● Task requirements
Return the data in full, exactly as it was written.

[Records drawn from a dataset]
◇ ◇ ◇ ◇ ◇
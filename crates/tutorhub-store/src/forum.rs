use chrono::Utc;
use tracing::debug;
use tutorhub_core::{
    validation::{validate_max_len, validate_not_blank, MAX_TITLE_LEN},
    Answer, AnswerId, Comment, Question, QuestionId, Result, TutorHubError, User, UserId, Vote,
    VoteTally, VoteType,
};

use crate::{Database, WriteBatch};

impl Database {
    pub fn create_question(&self, user_id: UserId, title: &str, content: &str) -> Result<Question> {
        validate_not_blank("title", title)?;
        validate_max_len("title", title, MAX_TITLE_LEN)?;
        validate_not_blank("content", content)?;
        let _guard = self.lock();
        self.require::<User>(user_id)?;
        self.insert(Question {
            id: 0,
            user_id,
            title: title.to_string(),
            content: content.to_string(),
            timestamp: Utc::now(),
        })
    }

    pub fn get_question(&self, id: QuestionId) -> Result<Question> {
        self.require(id)
    }

    pub fn list_questions(&self) -> Result<Vec<Question>> {
        self.all()
    }

    pub fn create_answer(
        &self,
        user_id: UserId,
        question_id: QuestionId,
        content: &str,
    ) -> Result<Answer> {
        validate_not_blank("content", content)?;
        let _guard = self.lock();
        self.require::<User>(user_id)?;
        if self.load::<Question>(question_id)?.is_none() {
            return Err(TutorHubError::Validation("Question does not exist".into()));
        }
        self.insert(Answer {
            id: 0,
            question_id,
            user_id,
            content: content.to_string(),
            timestamp: Utc::now(),
        })
    }

    pub fn get_answer(&self, id: AnswerId) -> Result<Answer> {
        self.require(id)
    }

    pub fn list_answers(&self, question_id: Option<QuestionId>) -> Result<Vec<Answer>> {
        self.all_where::<Answer>(|a| question_id.map_or(true, |q| a.question_id == q))
    }

    pub fn create_comment(
        &self,
        user_id: UserId,
        answer_id: AnswerId,
        content: &str,
    ) -> Result<Comment> {
        validate_not_blank("content", content)?;
        let _guard = self.lock();
        self.require::<User>(user_id)?;
        if self.load::<Answer>(answer_id)?.is_none() {
            return Err(TutorHubError::Validation("Answer not found.".into()));
        }
        self.insert(Comment {
            id: 0,
            answer_id,
            user_id,
            content: content.to_string(),
            timestamp: Utc::now(),
        })
    }

    pub fn list_comments(&self, answer_id: Option<AnswerId>) -> Result<Vec<Comment>> {
        self.all_where::<Comment>(|c| answer_id.map_or(true, |a| c.answer_id == a))
    }

    /// Records a user's vote on an answer. A user holds at most one vote per
    /// answer; voting again replaces the type. The flag reports whether a new
    /// vote row was created.
    pub fn cast_vote(
        &self,
        user_id: UserId,
        answer_id: AnswerId,
        vote_type: VoteType,
    ) -> Result<(Vote, bool)> {
        let _guard = self.lock();
        self.require::<User>(user_id)?;
        if self.load::<Answer>(answer_id)?.is_none() {
            return Err(TutorHubError::Validation("Answer not found.".into()));
        }
        match self.first_where::<Vote>(|v| v.user_id == user_id && v.answer_id == answer_id)? {
            Some(mut existing) => {
                existing.vote_type = vote_type;
                self.save(&existing)?;
                debug!(vote_id = existing.id, %vote_type, "replaced vote");
                Ok((existing, false))
            }
            None => {
                let vote = self.insert(Vote {
                    id: 0,
                    user_id,
                    answer_id,
                    vote_type,
                })?;
                Ok((vote, true))
            }
        }
    }

    pub fn list_votes(&self, answer_id: Option<AnswerId>) -> Result<Vec<Vote>> {
        self.all_where::<Vote>(|v| answer_id.map_or(true, |a| v.answer_id == a))
    }

    pub fn vote_tally(&self, answer_id: AnswerId) -> Result<VoteTally> {
        self.require::<Answer>(answer_id)?;
        let votes = self.list_votes(Some(answer_id))?;
        Ok(VoteTally::from_votes(answer_id, &votes))
    }

    /// Stages the removal of an answer with its comments and votes.
    pub(crate) fn stage_remove_answer(
        &self,
        batch: &mut WriteBatch,
        answer_id: AnswerId,
    ) -> Result<()> {
        for comment in self.all_where::<Comment>(|c| c.answer_id == answer_id)? {
            self.stage_remove::<Comment>(batch, comment.id);
        }
        for vote in self.all_where::<Vote>(|v| v.answer_id == answer_id)? {
            self.stage_remove::<Vote>(batch, vote.id);
        }
        self.stage_remove::<Answer>(batch, answer_id);
        Ok(())
    }

    /// Stages the removal of a question and its whole answer thread.
    pub(crate) fn stage_remove_question(
        &self,
        batch: &mut WriteBatch,
        question_id: QuestionId,
    ) -> Result<()> {
        for answer in self.all_where::<Answer>(|a| a.question_id == question_id)? {
            self.stage_remove_answer(batch, answer.id)?;
        }
        self.stage_remove::<Question>(batch, question_id);
        Ok(())
    }
}

#[cfg(test)]
mod tests {
    use super::*;
    use tutorhub_core::NewUser;

    fn setup() -> (Database, User, User) {
        let db = Database::in_memory();
        let mk = |email: &str| {
            db.create_user(NewUser {
                email: email.into(),
                password_hash: "hash".into(),
                ..NewUser::default()
            })
            .unwrap()
        };
        let asker = mk("asker@uni.edu");
        let helper = mk("helper@uni.edu");
        (db, asker, helper)
    }

    #[test]
    fn thread_of_question_answer_comment() {
        let (db, asker, helper) = setup();
        let q = db.create_question(asker.id, "Recursion", "How deep?").unwrap();
        let a = db.create_answer(helper.id, q.id, "Until the base case").unwrap();
        let c = db.create_comment(asker.id, a.id, "thanks").unwrap();

        assert_eq!(db.list_answers(Some(q.id)).unwrap(), vec![a.clone()]);
        assert!(db.list_answers(Some(q.id + 1)).unwrap().is_empty());
        assert_eq!(db.list_comments(Some(a.id)).unwrap(), vec![c]);
    }

    #[test]
    fn missing_parents_are_validation_errors() {
        let (db, asker, _) = setup();
        let err = db.create_answer(asker.id, 42, "orphan").unwrap_err();
        assert!(matches!(err, TutorHubError::Validation(ref m) if m == "Question does not exist"));
        let err = db.create_comment(asker.id, 42, "orphan").unwrap_err();
        assert!(matches!(err, TutorHubError::Validation(ref m) if m == "Answer not found."));
        assert!(db.cast_vote(asker.id, 42, VoteType::Upvote).is_err());
    }

    #[test]
    fn question_fields_are_validated() {
        let (db, asker, _) = setup();
        assert!(db.create_question(asker.id, "", "body").is_err());
        assert!(db.create_question(asker.id, &"t".repeat(256), "body").is_err());
        assert!(db.create_question(asker.id, "title", "   ").is_err());
    }

    #[test]
    fn revoting_replaces_previous_vote() {
        let (db, asker, helper) = setup();
        let q = db.create_question(asker.id, "Q", "?").unwrap();
        let a = db.create_answer(helper.id, q.id, "A").unwrap();

        let (first, created) = db.cast_vote(asker.id, a.id, VoteType::Upvote).unwrap();
        assert!(created);
        let (second, created) = db.cast_vote(asker.id, a.id, VoteType::Downvote).unwrap();
        assert!(!created);
        assert_eq!(first.id, second.id);

        db.cast_vote(helper.id, a.id, VoteType::Downvote).unwrap();
        let tally = db.vote_tally(a.id).unwrap();
        assert_eq!((tally.upvotes, tally.downvotes, tally.score), (0, 2, -2));
        assert!(db.vote_tally(a.id + 100).is_err());
    }
}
◇ ◇ ◇ ◇ ◇
● Exercise response
filename crates/tutorhub-store/src/forum.rs
use chrono::Utc;
use tracing::debug;
use tutorhub_core::{
    validation::{validate_max_len, validate_not_blank, MAX_TITLE_LEN},
    Answer, AnswerId, Comment, Question, QuestionId, Result, TutorHubError, User, UserId, Vote,
    VoteTally, VoteType,
};

use crate::{Database, WriteBatch};

impl Database {
    pub fn create_question(&self, user_id: UserId, title: &str, content: &str) -> Result<Question> {
        validate_not_blank("title", title)?;
        validate_max_len("title", title, MAX_TITLE_LEN)?;
        validate_not_blank("content", content)?;
        let _guard = self.lock();
        self.require::<User>(user_id)?;
        self.insert(Question {
            id: 0,
            user_id,
            title: title.to_string(),
            content: content.to_string(),
            timestamp: Utc::now(),
        })
    }

    pub fn get_question(&self, id: QuestionId) -> Result<Question> {
        self.require(id)
    }

    pub fn list_questions(&self) -> Result<Vec<Question>> {
        self.all()
    }

    pub fn create_answer(
        &self,
        user_id: UserId,
        question_id: QuestionId,
        content: &str,
    ) -> Result<Answer> {
        validate_not_blank("content", content)?;
        let _guard = self.lock();
        self.require::<User>(user_id)?;
        if self.load::<Question>(question_id)?.is_none() {
            return Err(TutorHubError::Validation("Question does not exist".into()));
        }
        self.insert(Answer {
            id: 0,
            question_id,
            user_id,
            content: content.to_string(),
            timestamp: Utc::now(),
        })
    }

    pub fn get_answer(&self, id: AnswerId) -> Result<Answer> {
        self.require(id)
    }

    pub fn list_answers(&self, question_id: Option<QuestionId>) -> Result<Vec<Answer>> {
        self.all_where::<Answer>(|a| question_id.map_or(true, |q| a.question_id == q))
    }

    pub fn create_comment(
        &self,
        user_id: UserId,
        answer_id: AnswerId,
        content: &str,
    ) -> Result<Comment> {
        validate_not_blank("content", content)?;
        let _guard = self.lock();
        self.require::<User>(user_id)?;
        if self.load::<Answer>(answer_id)?.is_none() {
            return Err(TutorHubError::Validation("Answer not found.".into()));
        }
        self.insert(Comment {
            id: 0,
            answer_id,
            user_id,
            content: content.to_string(),
            timestamp: Utc::now(),
        })
    }

    pub fn list_comments(&self, answer_id: Option<AnswerId>) -> Result<Vec<Comment>> {
        self.all_where::<Comment>(|c| answer_id.map_or(true, |a| c.answer_id == a))
    }

    /// Records a user's vote on an answer. A user holds at most one vote per
    /// answer; voting again replaces the type. The flag reports whether a new
    /// vote row was created.
    pub fn cast_vote(
        &self,
        user_id: UserId,
        answer_id: AnswerId,
        vote_type: VoteType,
    ) -> Result<(Vote, bool)> {
        let _guard = self.lock();
        self.require::<User>(user_id)?;
        if self.load::<Answer>(answer_id)?.is_none() {
            return Err(TutorHubError::Validation("Answer not found.".into()));
        }
        match self.first_where::<Vote>(|v| v.user_id == user_id && v.answer_id == answer_id)? {
            Some(mut existing) => {
                existing.vote_type = vote_type;
                self.save(&existing)?;
                debug!(vote_id = existing.id, %vote_type, "replaced vote");
                Ok((existing, false))
            }
            None => {
                let vote = self.insert(Vote {
                    id: 0,
                    user_id,
                    answer_id,
                    vote_type,
                })?;
                Ok((vote, true))
            }
        }
    }

    pub fn list_votes(&self, answer_id: Option<AnswerId>) -> Result<Vec<Vote>> {
        self.all_where::<Vote>(|v| answer_id.map_or(true, |a| v.answer_id == a))
    }

    pub fn vote_tally(&self, answer_id: AnswerId) -> Result<VoteTally> {
        self.require::<Answer>(answer_id)?;
        let votes = self.list_votes(Some(answer_id))?;
        Ok(VoteTally::from_votes(answer_id, &votes))
    }

    /// Stages the removal of an answer with its comments and votes.
    pub(crate) fn stage_remove_answer(
        &self,
        batch: &mut WriteBatch,
        answer_id: AnswerId,
    ) -> Result<()> {
        for comment in self.all_where::<Comment>(|c| c.answer_id == answer_id)? {
            self.stage_remove::<Comment>(batch, comment.id);
        }
        for vote in self.all_where::<Vote>(|v| v.answer_id == answer_id)? {
            self.stage_remove::<Vote>(batch, vote.id);
        }
        self.stage_remove::<Answer>(batch, answer_id);
        Ok(())
    }

    /// Stages the removal of a question and its whole answer thread.
    pub(crate) fn stage_remove_question(
        &self,
        batch: &mut WriteBatch,
        question_id: QuestionId,
    ) -> Result<()> {
        for answer in self.all_where::<Answer>(|a| a.question_id == question_id)? {
            self.stage_remove_answer(batch, answer.id)?;
        }
        self.stage_remove::<Question>(batch, question_id);
        Ok(())
    }
}

#[cfg(test)]
mod tests {
    use super::*;
    use tutorhub_core::NewUser;

    fn setup() -> (Database, User, User) {
        let db = Database::in_memory();
        let mk = |email: &str| {
            db.create_user(NewUser {
                email: email.into(),
                password_hash: "hash".into(),
                ..NewUser::default()
            })
            .unwrap()
        };
        let asker = mk("asker@uni.edu");
        let helper = mk("helper@uni.edu");
        (db, asker, helper)
    }

    #[test]
    fn thread_of_question_answer_comment() {
        let (db, asker, helper) = setup();
        let q = db.create_question(asker.id, "Recursion", "How deep?").unwrap();
        let a = db.create_answer(helper.id, q.id, "Until the base case").unwrap();
        let c = db.create_comment(asker.id, a.id, "thanks").unwrap();

        assert_eq!(db.list_answers(Some(q.id)).unwrap(), vec![a.clone()]);
        assert!(db.list_answers(Some(q.id + 1)).unwrap().is_empty());
        assert_eq!(db.list_comments(Some(a.id)).unwrap(), vec![c]);
    }

    #[test]
    fn missing_parents_are_validation_errors() {
        let (db, asker, _) = setup();
        let err = db.create_answer(asker.id, 42, "orphan").unwrap_err();
        assert!(matches!(err, TutorHubError::Validation(ref m) if m == "Question does not exist"));
        let err = db.create_comment(asker.id, 42, "orphan").unwrap_err();
        assert!(matches!(err, TutorHubError::Validation(ref m) if m == "Answer not found."));
        assert!(db.cast_vote(asker.id, 42, VoteType::Upvote).is_err());
    }

    #[test]
    fn question_fields_are_validated() {
        let (db, asker, _) = setup();
        assert!(db.create_question(asker.id, "", "body").is_err());
        assert!(db.create_question(asker.id, &"t".repeat(256), "body").is_err());
        assert!(db.create_question(asker.id, "title", "   ").is_err());
    }

    #[test]
    fn revoting_replaces_previous_vote() {
        let (db, asker, helper) = setup();
        let q = db.create_question(asker.id, "Q", "?").unwrap();
        let a = db.create_answer(helper.id, q.id, "A").unwrap();

        let (first, created) = db.cast_vote(asker.id, a.id, VoteType::Upvote).unwrap();
        assert!(created);
        let (second, created) = db.cast_vote(asker.id, a.id, VoteType::Downvote).unwrap();
        assert!(!created);
        assert_eq!(first.id, second.id);

        db.cast_vote(helper.id, a.id, VoteType::Downvote).unwrap();
        let tally = db.vote_tally(a.id).unwrap();
        assert_eq!((tally.upvotes, tally.downvotes, tally.score), (0, 2, -2));
        assert!(db.vote_tally(a.id + 100).is_err());
    }
}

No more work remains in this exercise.